With the introduction of EIP 1559, the concept of traditional blockchain transactions will be upended. Instead of fees being manually adjustable and sent to miners, a fair ‘basefee’ will be algorithmically levied and sent to the network to be effectively burnt, with an optional ‘tip’ able to be sent to miners.
As a result, the fees will be cheaper and there will be no more ‘gas wars’ when the network gets congested.
Miners Don’t Like It
This isn’t a surprise as it will massively reduce the amount of money Ethereum miners get paid per transaction. This will be equally tough as they have enjoyed a bumper 2021 – in February alone they netted $1.3 billion. Ethereum mining pool Flexpool even launched a marketing campaign against adopting EIP 1559, followed by other miners, although not all are against it – F2Pool, which has some 10% of the total hash power, is for the move.
There (Probably) Won’t be a Hard Fork
Ethereum developers decided on a recent call discussing EIP 1559 to introduce a delay to the ‘difficulty bomb’ at the same time as introducing the upgrade. Pairing EIP 1559 with the delay should help ensure no one forks Ethereum at the time of implementation time without having to undergo considerable technical hurdles.
Miners could still sabotage the attempt by carrying out a 51% attack on the network, which is eminently possible given that 60% of hashing power is against the move. However, the principle reason against a 51% attack remains in place – Ethereum miners would only succeed in crashing the Ethereum price, something that would only end up hurting them.
Ethereum Will be a Deflationary Cryptocurrency
Given that a small amount of Ethereum is essentially burnt with every transaction, Ethereum will very likely turn into a deflationary cryptocurrency, particularly after the Ethereum 2.0 upgrade is fully implemented.
The shift from a proof-of-work to a proof-of-stake consensus algorithm will see the amount of ETH introduced into the network reduced from 4.7 million to anywhere from 100,000 to 2 million, and when you factor in regular burning of those produced tokens we could easily see a situation where there is more ETH being burnt that introduced.
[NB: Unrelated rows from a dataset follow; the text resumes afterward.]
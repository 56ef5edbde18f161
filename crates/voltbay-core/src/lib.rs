//! Station state manager for voltbay
//!
//! This crate is the heart of the kiosk, containing:
//! - The code book (admin code plus the persisted user code set)
//! - Authentication by shared code
//! - Session state machine (Active -> Completed | Stopped | EmergencyStopped)
//! - The monitoring roster and the emergency latch
//! - The tick runtime that drives countdowns

mod auth;
mod codes;
mod durations;
mod emergency;
mod engine;
mod events;
mod roster;
mod runtime;
mod session;

pub use auth::*;
pub use codes::*;
pub use durations::*;
pub use emergency::*;
pub use engine::*;
pub use events::*;
pub use roster::*;
pub use runtime::*;
pub use session::*;
//! Validated station configuration

use crate::schema::{CountdownPolicy, RawConfig, RawStationConfig};
use std::path::PathBuf;
use std::time::Duration;
use voltbay_api::ChargeDurations;
use voltbay_util::{AccessCode, default_data_dir};

/// Admin code used when the config does not name one
pub const DEFAULT_ADMIN_CODE: &str = "9999";

/// User codes used when neither the store nor the config provides a set
pub const DEFAULT_USER_CODES: [&str; 10] = [
    "1001", "1002", "1003", "1004", "1005", "1006", "1007", "1008", "1009", "1010",
];

/// Default countdown tick period
pub const DEFAULT_TICK_INTERVAL: Duration = Duration::from_secs(1);

/// Validated configuration ready for use by the station core
#[derive(Debug, Clone)]
pub struct StationConfig {
    pub station: StationSettings,

    /// Fixed admin code; never persisted
    pub admin_code: AccessCode,

    /// Fallback user code set
    pub default_user_codes: Vec<AccessCode>,

    /// Initial session lengths
    pub durations: ChargeDurations,
}

impl StationConfig {
    /// Convert from raw config (after validation)
    pub fn from_raw(raw: RawConfig) -> Self {
        let admin_code = raw
            .codes
            .admin_code
            .as_deref()
            .and_then(|c| AccessCode::parse(c).ok())
            .unwrap_or_else(default_admin_code);

        let default_user_codes = match raw.codes.default_user_codes {
            Some(codes) => codes
                .iter()
                .filter_map(|c| AccessCode::parse(c).ok())
                .collect(),
            None => builtin_user_codes(),
        };

        // Validation has already rejected non-positive values
        let durations = raw
            .durations
            .map(|d| {
                ChargeDurations::new(
                    u32::try_from(d.short).unwrap_or(ChargeDurations::DEFAULT_SHORT),
                    u32::try_from(d.medium).unwrap_or(ChargeDurations::DEFAULT_MEDIUM),
                    u32::try_from(d.long).unwrap_or(ChargeDurations::DEFAULT_LONG),
                )
            })
            .unwrap_or_default();

        Self {
            station: StationSettings::from_raw(raw.station),
            admin_code,
            default_user_codes,
            durations,
        }
    }
}

impl Default for StationConfig {
    fn default() -> Self {
        Self {
            station: StationSettings::default(),
            admin_code: default_admin_code(),
            default_user_codes: builtin_user_codes(),
            durations: ChargeDurations::default(),
        }
    }
}

/// Station-level settings
#[derive(Debug, Clone)]
pub struct StationSettings {
    pub name: String,
    pub data_dir: PathBuf,
    pub tick_interval: Duration,
    pub countdown: CountdownPolicy,
}

impl StationSettings {
    fn from_raw(raw: RawStationConfig) -> Self {
        Self {
            name: raw.name.unwrap_or_else(|| "Charging Station".into()),
            data_dir: raw.data_dir.unwrap_or_else(default_data_dir),
            tick_interval: raw
                .tick_interval_ms
                .map(Duration::from_millis)
                .unwrap_or(DEFAULT_TICK_INTERVAL),
            countdown: raw.countdown.unwrap_or_default(),
        }
    }
}

impl Default for StationSettings {
    fn default() -> Self {
        Self::from_raw(RawStationConfig::default())
    }
}

fn default_admin_code() -> AccessCode {
    AccessCode::parse(DEFAULT_ADMIN_CODE).expect("built-in admin code is 4 digits")
}

/// The built-in `1001..1010` user code set
pub fn builtin_user_codes() -> Vec<AccessCode> {
    DEFAULT_USER_CODES
        .iter()
        .filter_map(|c| AccessCode::parse(c).ok())
        .collect()
}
London Calling for Ethereum EIP 1559
Despite being included in the ‘London’ update for July along with other EIPs, there is still a chance that EIP 1559 might not go ahead. It seems then that Ethereum EIP 1559 will go ahead in July, meaning that, six years after the Ethereum Genesis block was mined, the principles that have governed its network ever since could be entirely upended.